College of Information Science and Engineering, Hunan University, Changsha, Hunan, 410082, China.
School of Computer and Information Science, Hunan Institute of Technology, Hengyang, 412002, China.
Sci Rep. 2018 Jun 5;8(1):8619. doi: 10.1038/s41598-018-26806-6.

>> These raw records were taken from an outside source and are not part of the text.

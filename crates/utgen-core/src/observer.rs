// ABOUTME: Injectable observer for the diagnostic trace emitted while a prompt is generated
// ABOUTME: Default implementation forwards to tracing; tests can record events instead of capturing stderr

use std::path::PathBuf;
use std::sync::{Arc, Mutex};

/// Which candidate list a probe event belongs to
#[derive(Debug, Clone, Copy, PartialEq, Eq)]
pub enum FileKind {
    Implementation,
    Types,
}

impl FileKind {
    pub fn as_str(&self) -> &'static str {
        match self {
            FileKind::Implementation => "implementation",
            FileKind::Types => "types",
        }
    }
}

/// Events emitted by the pipeline stages
#[derive(Debug, Clone, PartialEq, Eq)]
pub enum PipelineEvent {
    ProbeStarted {
        component: String,
        directory: PathBuf,
    },
    CandidateMissing {
        kind: FileKind,
        path: PathBuf,
    },
    CandidateResolved {
        kind: FileKind,
        path: PathBuf,
    },
    NoCandidateFound {
        kind: FileKind,
    },
    DependenciesExtracted {
        names: Vec<String>,
    },
    DependencyTypeRead {
        component: String,
        path: PathBuf,
    },
    DependencyTypeSkipped {
        component: String,
        path: PathBuf,
        reason: String,
    },
}

pub trait PipelineObserver: Send + Sync {
    fn on_event(&self, event: &PipelineEvent);
}

/// Forwards every event to `tracing`; every attempted candidate path is logged at `info`
#[derive(Debug, Default, Clone, Copy)]
pub struct TracingObserver;

impl PipelineObserver for TracingObserver {
    fn on_event(&self, event: &PipelineEvent) {
        match event {
            PipelineEvent::ProbeStarted {
                component,
                directory,
            } => {
                tracing::info!(component = %component, directory = %directory.display(), "Probing component files");
            }
            PipelineEvent::CandidateMissing { kind, path } => {
                tracing::info!(kind = kind.as_str(), path = %path.display(), "Candidate not present");
            }
            PipelineEvent::CandidateResolved { kind, path } => {
                tracing::info!(kind = kind.as_str(), path = %path.display(), "Read component file");
            }
            PipelineEvent::NoCandidateFound { kind } => {
                tracing::warn!(kind = kind.as_str(), "No candidate file found");
            }
            PipelineEvent::DependenciesExtracted { names } => {
                tracing::info!("Detected component dependencies: [{}]", names.join(", "));
            }
            PipelineEvent::DependencyTypeRead { component, path } => {
                tracing::info!(dependency = %component, path = %path.display(), "Read dependency type file");
            }
            PipelineEvent::DependencyTypeSkipped {
                component,
                path,
                reason,
            } => {
                tracing::debug!(dependency = %component, path = %path.display(), "Skipping dependency type file: {}", reason);
            }
        }
    }
}

#[derive(Debug, Default, Clone, Copy)]
pub struct NoopObserver;

impl PipelineObserver for NoopObserver {
    fn on_event(&self, _event: &PipelineEvent) {}
}

/// Keeps every event in memory, in emission order
#[derive(Debug, Default, Clone)]
pub struct RecordingObserver {
    events: Arc<Mutex<Vec<PipelineEvent>>>,
}

impl RecordingObserver {
    pub fn new() -> Self {
        Self::default()
    }

    pub fn events(&self) -> Vec<PipelineEvent> {
        self.events
            .lock()
            .map(|events| events.clone())
            .unwrap_or_default()
    }
}

impl PipelineObserver for RecordingObserver {
    fn on_event(&self, event: &PipelineEvent) {
        if let Ok(mut events) = self.events.lock() {
            events.push(event.clone());
        }
    }
}

#[cfg(test)]
mod tests {
    use super::*;
    use std::io;
    use tracing_subscriber::fmt::MakeWriter;

    #[derive(Clone, Default)]
    struct CapturedLogs(Arc<Mutex<Vec<u8>>>);

    impl CapturedLogs {
        fn text(&self) -> String {
            String::from_utf8(self.0.lock().unwrap().clone()).unwrap()
        }
    }

    impl io::Write for CapturedLogs {
        fn write(&mut self, buf: &[u8]) -> io::Result<usize> {
            self.0.lock().unwrap().extend_from_slice(buf);
            Ok(buf.len())
        }

        fn flush(&mut self) -> io::Result<()> {
            Ok(())
        }
    }

    impl<'a> MakeWriter<'a> for CapturedLogs {
        type Writer = CapturedLogs;

        fn make_writer(&'a self) -> Self::Writer {
            self.clone()
        }
    }

    #[test]
    fn attempted_candidates_are_visible_at_info() {
        let logs = CapturedLogs::default();
        let subscriber = tracing_subscriber::fmt()
            .with_writer(logs.clone())
            .with_max_level(tracing::Level::INFO)
            .with_ansi(false)
            .finish();

        tracing::subscriber::with_default(subscriber, || {
            TracingObserver.on_event(&PipelineEvent::CandidateMissing {
                kind: FileKind::Implementation,
                path: PathBuf::from("/app/src/components/Button/index.tsx"),
            });
        });

        let text = logs.text();
        assert!(text.contains("Candidate not present"), "{text}");
        assert!(text.contains("/app/src/components/Button/index.tsx"));
    }

    #[test]
    fn recording_observer_keeps_order_across_clones() {
        let observer = RecordingObserver::new();
        let handle = observer.clone();

        observer.on_event(&PipelineEvent::NoCandidateFound {
            kind: FileKind::Types,
        });
        handle.on_event(&PipelineEvent::DependenciesExtracted {
            names: vec!["Icon".to_string()],
        });

        let events = observer.events();
        assert_eq!(events.len(), 2);
        assert_eq!(
            events[0],
            PipelineEvent::NoCandidateFound {
                kind: FileKind::Types
            }
        );
    }
}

In the present study, we introduce a novel semi-supervised method called the semi-supervised maximum discriminative local margin (semiMM) for gene selection in expression data. The semiMM is a "filter" approach that exploits local structure, variance, and mutual information. We first constructed a local nearest neighbour graph and divided this information into within-class and between-class local nearest neighbour graphs by weighing the edge between the two data points. The semiMM aims to discover the most discriminative features for classification via maximizing the local margin between the within-class and between-class data, the variance of all data, and the mutual information of features with class labels. Experiments on five publicly available gene expression datasets revealed the effectiveness of the proposed method compared to three state-of-the-art feature selection algorithms.
在本研究中,我们引入了一种新的半监督方法,称为半监督最大判别局部边界(semiMM),用于表达数据中的基因选择。semiMM 是一种“过滤”方法,利用局部结构、方差和互信息。我们首先构建了一个局部最近邻图,并通过给两个数据点之间的边加权来将此信息分为类内和类间局部最近邻图。semiMM 的目的是通过最大化类内和类间数据之间的局部边界、所有数据的方差以及特征与类别标签的互信息,来发现最具判别力的分类特征。在五个公开可用的基因表达数据集上的实验表明,与三种最先进的特征选择算法相比,该方法是有效的。